Melissa Harris-Perry at for Martin Luther King Jr. Commemoration Ceremony

Wake Forest University professor and MSNBC host Melissa Harris-Perry spoke at the College of William and Mary’s annual Martin Luther King Jr. Commemoration program Jan. 21. The program was hosted by the Center for Student Diversity.

Harris-Perry’s talk focused on Dr. King in the context of Black Lives Matter. Part of her talk analyzed how Dr. King would have used social media platforms like Instagram, Twitter and Snapchat to further his activism and display his humanity.

“You just know he would have been good at [Twitter],” Harris-Perry said. “You know at various points he would have just beat back the trolls, and he would have been loving. People would have retweeted him and he would have been trending for days.”

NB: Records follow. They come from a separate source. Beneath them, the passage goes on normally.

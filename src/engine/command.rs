//! Per-stage ffmpeg command construction

use std::path::Path;

use crate::domain::model::{Invocation, MediaKind};
use crate::engine::{resolve_video_codec, EngineConfig};
use crate::planner::{CodecDecision, Stage};

/// Builds `ffmpeg -i <input> <stage args> <codec args> [-threads n] -y <output>`
pub struct CommandBuilder<'a> {
    config: &'a EngineConfig,
    kind: MediaKind,
}

impl<'a> CommandBuilder<'a> {
    pub fn new(config: &'a EngineConfig, kind: MediaKind) -> Self {
        Self { config, kind }
    }

    /// Decide copy vs re-encode for `stage`, given the stage that follows it
    ///
    /// A trim-only stage stream-copies unless it is the last stage, where a
    /// re-encode guarantees a cleanly muxed result. Every other stage re-encodes.
    pub fn codec_decision(&self, stage: &Stage, next: Option<&Stage>) -> CodecDecision {
        if !stage.is_trim_only() {
            return self.reencode();
        }
        match next {
            Some(_) => CodecDecision::Copy,
            None => self.reencode(),
        }
    }

    fn reencode(&self) -> CodecDecision {
        let video = match self.kind {
            MediaKind::Video => Some(resolve_video_codec(&self.config.video_codec).to_string()),
            MediaKind::Audio => None,
        };
        CodecDecision::Reencode {
            video,
            audio: self.config.audio_codec.clone(),
        }
    }

    /// Codec directive arguments
    pub fn codec_args(&self, decision: &CodecDecision) -> Vec<String> {
        let mut args = Vec::new();
        match decision {
            CodecDecision::Copy => {
                args.push("-c".to_string());
                args.push("copy".to_string());
            }
            CodecDecision::Reencode { video, audio } => {
                if let Some(video) = video {
                    args.push("-c:v".to_string());
                    args.push(video.clone());
                    if let Some(crf) = self.config.crf {
                        args.push("-crf".to_string());
                        args.push(crf.to_string());
                    }
                    if let Some(preset) = &self.config.preset {
                        args.push("-preset".to_string());
                        args.push(preset.clone());
                    }
                }
                if let Some(audio) = audio {
                    args.push("-c:a".to_string());
                    args.push(audio.clone());
                }
            }
        }
        args
    }

    /// Build the invocation for one stage
    pub fn build(
        &self,
        stage: &Stage,
        next: Option<&Stage>,
        input: &Path,
        output: &Path,
    ) -> (Invocation, CodecDecision) {
        let decision = self.codec_decision(stage, next);

        let mut invocation = Invocation::new(self.config.ffmpeg_path.as_str())
            .arg("-i")
            .arg(input.to_string_lossy())
            .args(stage.args())
            .args(self.codec_args(&decision));

        if let Some(threads) = self.config.effective_threads() {
            invocation = invocation.arg("-threads").arg(threads.to_string());
        }

        let invocation = invocation.arg("-y").arg(output.to_string_lossy());
        (invocation, decision)
    }
}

Another major theme of Harris-Perry’s talk was the importance of remembering Dr. King as a fallible human. She reminded the audience that while it is good to reflect on the work of Dr. King, it is also important to continue to have courage and move forward.

“If you think that the 1960s movement for human and civil rights had one set of goals, one agenda that was uncontested, you will think that something bad is happening right now, something that is unsustainable,” Harris-Perry said.

For many audience members, like Isabel Jabaley ’19, this was one of the most important takeaway moments from the commemoration.

“I think what she was saying about all of our heroes being fallible is really important,” Jabaley said. “We need to see these people as people. I think that this is something great to take away because once we see these people as humans, and you know that you too are human, you can start to make a difference.”

Harris-Perry also addressed a common critique of Black Lives Matter activists: that King would not approve of what some have called their violent tactics. For Nana Amoh ’19, linking the remembrance of King with the Black Lives Matter movement helped put things in perspective.

“I think this was important because there’s a lot of things I see where people attack the movement, saying Dr. King would not want violence,” Amoh said. “Most of the protests are non-violent. The protests that happened at the University of Missouri or at Yale are seen as disruptive, but that’s what Martin Luther King Jr. did too.”

Additionally, Harris-Perry talked about the history of the Black Lives Matter activists, and she went through the names of the black individuals that were lost to police violence or gun violence in the last years.

Part of her work at Wake Forest University focuses on the intersections of race with other demographics.

One of the last topics she discussed was what it means to be ontologically black.

Harris-Perry said that some bodies, including those of black people, are seen as being problems to society. In addition, she discussed how the bodies of women, the bodies of disabled people and the bodies of transgender people are also seen as problems or burdens to society.

Harris-Perry ended the commemoration with a quote from Maya Angelou, urging the audience to have courage as they continued forward.

Harris-Perry attended Wake Forest for her undergraduate years, and while she was there, she was mentored by Angelou, who was a student of Dr. King. Harris-Perry reflected on a quote from Angelou, which urges people to be brave so that they might consistently have other virtues.

“We are going to have to get creative, and in getting creative we are going to have to follow the young people,” Harris-Perry said. “These young people are encouraging us to disrupt the world in new ways, new ways that I suspect Dr. King would have liked, but that doesn’t matter because some of what we are going to do is not going to be right; some of it won’t work. But that doesn’t matter because courage is the most important virtue. Without courage, we cannot practice any other virtue consistently.”

Following her commemoration talk, she answered questions and discussed more issues within the national conversation on race such as the recruitment and retention of diverse faculty and students and the twitter hashtag #OscarsSoWhite.

Her speech was part of a week of commemoration events that included three service trips through the Office of Community Engagement and a day of learning and service around Williamsburg.